* _WHAT YOU SHOULD DO_:
Your task is to filter the data below down to the lines holding "FormatDescriptor".

* _DATASET RECORDS_:
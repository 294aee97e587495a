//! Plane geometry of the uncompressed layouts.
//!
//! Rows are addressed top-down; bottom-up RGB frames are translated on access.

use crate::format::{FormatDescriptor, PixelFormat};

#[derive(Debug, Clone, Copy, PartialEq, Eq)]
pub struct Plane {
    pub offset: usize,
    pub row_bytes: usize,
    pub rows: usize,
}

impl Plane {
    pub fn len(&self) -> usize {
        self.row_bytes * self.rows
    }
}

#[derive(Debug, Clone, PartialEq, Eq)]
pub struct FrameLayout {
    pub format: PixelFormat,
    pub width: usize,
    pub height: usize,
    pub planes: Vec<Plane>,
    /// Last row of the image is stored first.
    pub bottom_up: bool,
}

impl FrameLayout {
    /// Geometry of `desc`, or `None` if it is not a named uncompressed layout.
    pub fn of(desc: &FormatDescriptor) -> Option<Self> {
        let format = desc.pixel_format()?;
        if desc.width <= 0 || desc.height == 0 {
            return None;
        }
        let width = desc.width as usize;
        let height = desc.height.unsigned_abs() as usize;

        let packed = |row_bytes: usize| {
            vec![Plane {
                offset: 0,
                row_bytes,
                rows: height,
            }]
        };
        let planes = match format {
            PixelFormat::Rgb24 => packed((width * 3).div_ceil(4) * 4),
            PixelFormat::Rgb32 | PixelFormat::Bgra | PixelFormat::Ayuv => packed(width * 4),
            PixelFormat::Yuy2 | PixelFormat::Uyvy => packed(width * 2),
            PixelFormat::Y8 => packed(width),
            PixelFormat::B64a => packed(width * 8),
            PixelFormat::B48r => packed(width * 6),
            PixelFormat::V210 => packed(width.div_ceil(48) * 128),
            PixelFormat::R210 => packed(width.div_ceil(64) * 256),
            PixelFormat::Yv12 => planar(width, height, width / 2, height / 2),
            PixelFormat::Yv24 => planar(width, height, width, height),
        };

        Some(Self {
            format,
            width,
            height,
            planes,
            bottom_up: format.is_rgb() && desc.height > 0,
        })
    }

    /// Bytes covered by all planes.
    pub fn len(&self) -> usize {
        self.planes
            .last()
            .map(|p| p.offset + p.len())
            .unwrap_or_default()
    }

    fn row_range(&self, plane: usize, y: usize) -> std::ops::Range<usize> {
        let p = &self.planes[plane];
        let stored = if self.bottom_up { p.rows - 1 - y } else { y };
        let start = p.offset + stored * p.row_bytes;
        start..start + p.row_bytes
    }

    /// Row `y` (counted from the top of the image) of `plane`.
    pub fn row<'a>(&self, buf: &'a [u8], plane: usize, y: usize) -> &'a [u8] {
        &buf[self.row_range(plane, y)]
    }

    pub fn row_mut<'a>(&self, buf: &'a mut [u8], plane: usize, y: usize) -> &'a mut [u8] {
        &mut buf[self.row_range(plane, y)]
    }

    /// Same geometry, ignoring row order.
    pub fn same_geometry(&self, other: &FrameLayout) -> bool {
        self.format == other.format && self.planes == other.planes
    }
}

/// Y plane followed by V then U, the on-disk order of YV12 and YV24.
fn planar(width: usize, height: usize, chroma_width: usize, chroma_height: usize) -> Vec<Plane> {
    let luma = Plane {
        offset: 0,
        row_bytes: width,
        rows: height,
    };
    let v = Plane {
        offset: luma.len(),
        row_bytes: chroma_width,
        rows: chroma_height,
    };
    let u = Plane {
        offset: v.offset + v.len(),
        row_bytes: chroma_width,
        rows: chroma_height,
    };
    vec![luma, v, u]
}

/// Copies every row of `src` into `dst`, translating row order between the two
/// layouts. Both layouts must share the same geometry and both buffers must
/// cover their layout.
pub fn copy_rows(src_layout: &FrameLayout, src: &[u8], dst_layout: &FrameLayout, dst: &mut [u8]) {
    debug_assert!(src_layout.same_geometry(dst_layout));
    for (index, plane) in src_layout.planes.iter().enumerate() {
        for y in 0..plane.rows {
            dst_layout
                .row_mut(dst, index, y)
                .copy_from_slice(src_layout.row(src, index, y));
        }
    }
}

* _REPLY TO THE TASK_:
use crate::format::{FormatDescriptor, PixelFormat};
    pub fn of(desc: &FormatDescriptor) -> Option<Self> {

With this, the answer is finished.